The long lost diary of Alfred Rosenberg, a Nazi Reich minister who was convicted at Nuremberg and hanged in 1946, has surfaced in an upstate New York home. It promises new insights into dealings between top Nazi officials and specific information about the looting of Jewish-owned art. Some 400 pages from the Rosenberg Diary could offer new details about meetings he had with Hitler and other Nazi leaders, including Heinrich Himmler and Herman Göring. The pages also include details about the German occupation of the Soviet Union and chilling plans for the slaughter of Jews and other Eastern Europeans. The diary vanished after the war crimes trials, and recently turned up in papers held by a one-time secretary to a Nuremburg prosecutor.

The documentation is of considerable importance for the study of the Nazi era. A cursory content analysis indicates that the material sheds new light on a number of important issues relating to the Third Reich’s policy. It will be an important source of information to historians.

Rosenberg with Hitler

The diary contains Rosenberg’s recollections from spring 1936 to winter 1944. Among the insights into the German high command are details about the crisis caused by Rudolf Hess’ flight to Britain in 1941, and the looting of art throughout Europe.

Rosenberg directed the Nazi party’s foreign affairs department, edited the Nazi newspaper and directed the systematic Nazi looting of Jewish art, cultural and religious property throughout Europe. Several memos he wrote directly to Hitler were entered into evidence at Nuremberg.

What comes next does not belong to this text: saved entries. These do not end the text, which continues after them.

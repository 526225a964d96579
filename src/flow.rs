//! Structure-tag flow extraction from assistant output.
//!
//! Engineered prompts carry their song structure as bracketed section tags
//! (`[Intro]`, `[Verse 1]`, `[Chorus: high energy]`). This module pulls the
//! ordered sequence of recognized tags out of a block of text so the chat
//! view can render it as a flow line. Extraction is read-only and advisory;
//! a single tag is not considered a flow.

use colored::Colorize;
use regex::Regex;
use std::sync::OnceLock;

/// Rendering category for a section tag
///
/// Categories exist for display styling only; they carry no data-model
/// identity. Assignment is first-match-wins on substring containment:
/// Chorus/Hook/Drop before Verse before Intro/Outro.
#[derive(Debug, Clone, Copy, PartialEq, Eq)]
pub enum SectionCategory {
    /// High-energy sections: Chorus, Hook, Drop
    Peak,
    /// Narrative sections: Verse
    Verse,
    /// Framing sections: Intro, Outro
    Framing,
    /// Everything else (Bridge, Build, Break, ...)
    Other,
}

/// A recognized section tag extracted from text
#[derive(Debug, Clone, PartialEq, Eq)]
pub struct SectionTag {
    /// Cleaned tag text with brackets stripped and whitespace trimmed
    pub label: String,
    /// Display category
    pub category: SectionCategory,
    /// One-line engineering description of the section's role
    pub tooltip: &'static str,
}

/// Keyword -> description map for section tooltips
///
/// Lookup is by substring containment against the cleaned tag; the first
/// matching key in this order wins.
pub const SECTION_TOOLTIPS: &[(&str, &str)] = &[
    (
        "Intro",
        "Sets the atmosphere. Low energy, establishes the spatial environment.",
    ),
    (
        "Verse",
        "Storytelling section. Focused frequency range, vocals front and center.",
    ),
    (
        "Chorus",
        "The Hook. Maximum stereo width, full frequency spectrum, high energy.",
    ),
    ("Hook", "The earworm. Repetitive, catchy, high impact."),
    (
        "Bridge",
        "Contrast section. Shifts in harmony or rhythm to break monotony.",
    ),
    ("Pre-Chorus", "Ramping energy. Transition tension builder."),
    ("Build", "Rising tension. Increasing frequency density."),
    ("Drop", "Maximum impact. Heavy bass, driving rhythm."),
    (
        "Outro",
        "Decompression. Fading energy to prevent abrupt cuts.",
    ),
    ("Break", "Rhythmic pause. Strips back elements."),
    ("Solo", "Instrumental focus. Vocals recede."),
    ("Instrumental", "No vocals. Focus on beat and texture."),
    ("Transition", "FX heavy section to glue parts together."),
];

/// Fallback description for tags with no tooltip key
const GENERIC_TOOLTIP: &str = "Song structure element";

fn structure_regex() -> &'static Regex {
    static RE: OnceLock<Regex> = OnceLock::new();
    RE.get_or_init(|| {
        Regex::new(
            r"(?i)\[(Intro|Verse|Chorus|Bridge|Outro|Drop|Hook|Pre-Chorus|Build|Break|Interlude|Solo|Instrumental)[^\]]*\]",
        )
        .expect("structure tag regex")
    })
}

/// Extract the ordered section-tag flow from a block of text
///
/// Performs a left-to-right scan returning all non-overlapping recognized
/// tags in order of first occurrence. Returns `None` when fewer than two
/// tags are found, since a single tag is not a flow and the visualization
/// is suppressed.
///
/// # Arguments
///
/// * `text` - Assistant output (or any prose) possibly containing tags
///
/// # Examples
///
/// ```
/// use beatsmith::flow::extract_flow;
///
/// let tags = extract_flow("intro then [Intro] stuff [Chorus] more").unwrap();
/// let labels: Vec<&str> = tags.iter().map(|t| t.label.as_str()).collect();
/// assert_eq!(labels, ["Intro", "Chorus"]);
///
/// assert!(extract_flow("only [Verse 1] here").is_none());
/// ```
pub fn extract_flow(text: &str) -> Option<Vec<SectionTag>> {
    let tags: Vec<SectionTag> = structure_regex()
        .find_iter(text)
        .map(|m| {
            let label = m
                .as_str()
                .trim_matches(|c| c == '[' || c == ']')
                .trim()
                .to_string();
            let category = categorize(&label);
            let tooltip = tooltip_for(&label);
            SectionTag {
                label,
                category,
                tooltip,
            }
        })
        .collect();

    if tags.len() < 2 {
        None
    } else {
        Some(tags)
    }
}

/// Assign a display category to a cleaned tag
///
/// Chorus/Hook/Drop are checked before Verse, before Intro/Outro;
/// the first containment hit wins.
pub fn categorize(label: &str) -> SectionCategory {
    let lower = label.to_lowercase();
    if lower.contains("chorus") || lower.contains("hook") || lower.contains("drop") {
        SectionCategory::Peak
    } else if lower.contains("verse") {
        SectionCategory::Verse
    } else if lower.contains("intro") || lower.contains("outro") {
        SectionCategory::Framing
    } else {
        SectionCategory::Other
    }
}

/// Find the tooltip description for a cleaned tag
///
/// The first key in [`SECTION_TOOLTIPS`] whose text is contained in the tag
/// wins; unmatched tags get a generic fallback.
pub fn tooltip_for(label: &str) -> &'static str {
    SECTION_TOOLTIPS
        .iter()
        .find(|(key, _)| label.contains(key))
        .map(|(_, desc)| *desc)
        .unwrap_or(GENERIC_TOOLTIP)
}

/// Render a flow as a single colored line for the terminal
///
/// Tags are joined with arrows; color follows the section category.
pub fn render_flow(tags: &[SectionTag]) -> String {
    let parts: Vec<String> = tags
        .iter()
        .map(|tag| {
            let painted = match tag.category {
                SectionCategory::Peak => tag.label.green().bold(),
                SectionCategory::Verse => tag.label.blue(),
                SectionCategory::Framing => tag.label.purple(),
                SectionCategory::Other => tag.label.normal().dimmed(),
            };
            format!("[{}]", painted)
        })
        .collect();
    parts.join(" -> ")
}

/// Render a legend for a flow, one line per distinct section role
///
/// The hover affordance of a pointer UI becomes a dimmed block under the
/// flow line; sections sharing a tooltip are listed once.
pub fn render_legend(tags: &[SectionTag]) -> Vec<String> {
    let mut seen: Vec<&'static str> = Vec::new();
    let mut lines = Vec::new();
    for tag in tags {
        if seen.contains(&tag.tooltip) {
            continue;
        }
        seen.push(tag.tooltip);
        lines.push(format!("  {}: {}", tag.label, tag.tooltip));
    }
    lines
}

#[cfg(test)]
mod tests {
    use super::*;

    fn labels(text: &str) -> Option<Vec<String>> {
        extract_flow(text).map(|tags| tags.into_iter().map(|t| t.label).collect())
    }

    #[test]
    fn test_extract_flow_two_tags_in_order() {
        assert_eq!(
            labels("intro then [Intro] stuff [Chorus] more"),
            Some(vec!["Intro".to_string(), "Chorus".to_string()])
        );
    }

    #[test]
    fn test_extract_flow_suppressed_for_zero_or_one() {
        assert!(labels("no tags here at all").is_none());
        assert!(labels("just one [Verse 1] tag").is_none());
    }

    #[test]
    fn test_extract_flow_case_insensitive() {
        assert_eq!(
            labels("[intro] then [CHORUS]"),
            Some(vec!["intro".to_string(), "CHORUS".to_string()])
        );
    }

    #[test]
    fn test_extract_flow_trailing_text_kept_in_label() {
        assert_eq!(
            labels("[Verse 1] then [Chorus: high energy]"),
            Some(vec![
                "Verse 1".to_string(),
                "Chorus: high energy".to_string()
            ])
        );
    }

    #[test]
    fn test_extract_flow_ignores_unrecognized_tags() {
        // [Exclude: vocals] is a directive, not a section tag.
        assert_eq!(
            labels("[Exclude: vocals] [Drop] [Build Up 2]"),
            Some(vec!["Drop".to_string(), "Build Up 2".to_string()])
        );
    }

    #[test]
    fn test_extract_flow_left_to_right_occurrence_order() {
        let result = labels("[Outro] text [Intro] text [Drop]").unwrap();
        assert_eq!(result, ["Outro", "Intro", "Drop"]);
    }

    #[test]
    fn test_categorize_first_match_wins() {
        assert_eq!(categorize("Chorus"), SectionCategory::Peak);
        assert_eq!(categorize("Hook"), SectionCategory::Peak);
        assert_eq!(categorize("Drop 2"), SectionCategory::Peak);
        // Pre-Chorus contains "Chorus", checked before Verse and framing.
        assert_eq!(categorize("Pre-Chorus"), SectionCategory::Peak);
        assert_eq!(categorize("Verse 3"), SectionCategory::Verse);
        assert_eq!(categorize("Intro"), SectionCategory::Framing);
        assert_eq!(categorize("Outro"), SectionCategory::Framing);
        assert_eq!(categorize("Bridge"), SectionCategory::Other);
        assert_eq!(categorize("Break"), SectionCategory::Other);
    }

    #[test]
    fn test_tooltip_substring_lookup() {
        assert_eq!(
            tooltip_for("Verse 1"),
            "Storytelling section. Focused frequency range, vocals front and center."
        );
        assert_eq!(
            tooltip_for("Drop 2"),
            "Maximum impact. Heavy bass, driving rhythm."
        );
    }

    #[test]
    fn test_tooltip_first_key_wins() {
        // "Pre-Chorus" contains "Chorus", which appears earlier in the map
        // than the "Pre-Chorus" key itself.
        assert_eq!(
            tooltip_for("Pre-Chorus"),
            "The Hook. Maximum stereo width, full frequency spectrum, high energy."
        );
    }

    #[test]
    fn test_tooltip_fallback() {
        assert_eq!(tooltip_for("Interlude"), "Song structure element");
        assert_eq!(tooltip_for("mystery"), "Song structure element");
    }

    #[test]
    fn test_render_legend_dedupes_by_role() {
        let tags = extract_flow("[Verse 1] a [Chorus] b [Verse 2] c [Outro]").unwrap();
        let legend = render_legend(&tags);
        // Verse 1 and Verse 2 share a role and collapse to one line
        assert_eq!(legend.len(), 3);
        assert!(legend[0].starts_with("  Verse 1:"));
        assert!(legend[1].contains("Maximum stereo width"));
    }

    #[test]
    fn test_render_flow_joins_with_arrows() {
        let tags = extract_flow("[Intro] x [Chorus] y [Outro]").unwrap();
        let line = render_flow(&tags);
        assert_eq!(line.matches("->").count(), 2);
        assert!(line.contains("Intro"));
        assert!(line.contains("Chorus"));
        assert!(line.contains("Outro"));
    }
}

Rosenberg was convicted at Nuremberg and executed for his crimes

A Nuremberg prosecutor, Robert Kempner, was long suspected of smuggling the diary back to the US. Indeed, Kempner cited a few Rosenberg diary excerpts in his memoir, and when he died in 1993, legal disputes about his papers raged for nearly a decade between his children, his former secretary, a local contractor and the Holocaust museum.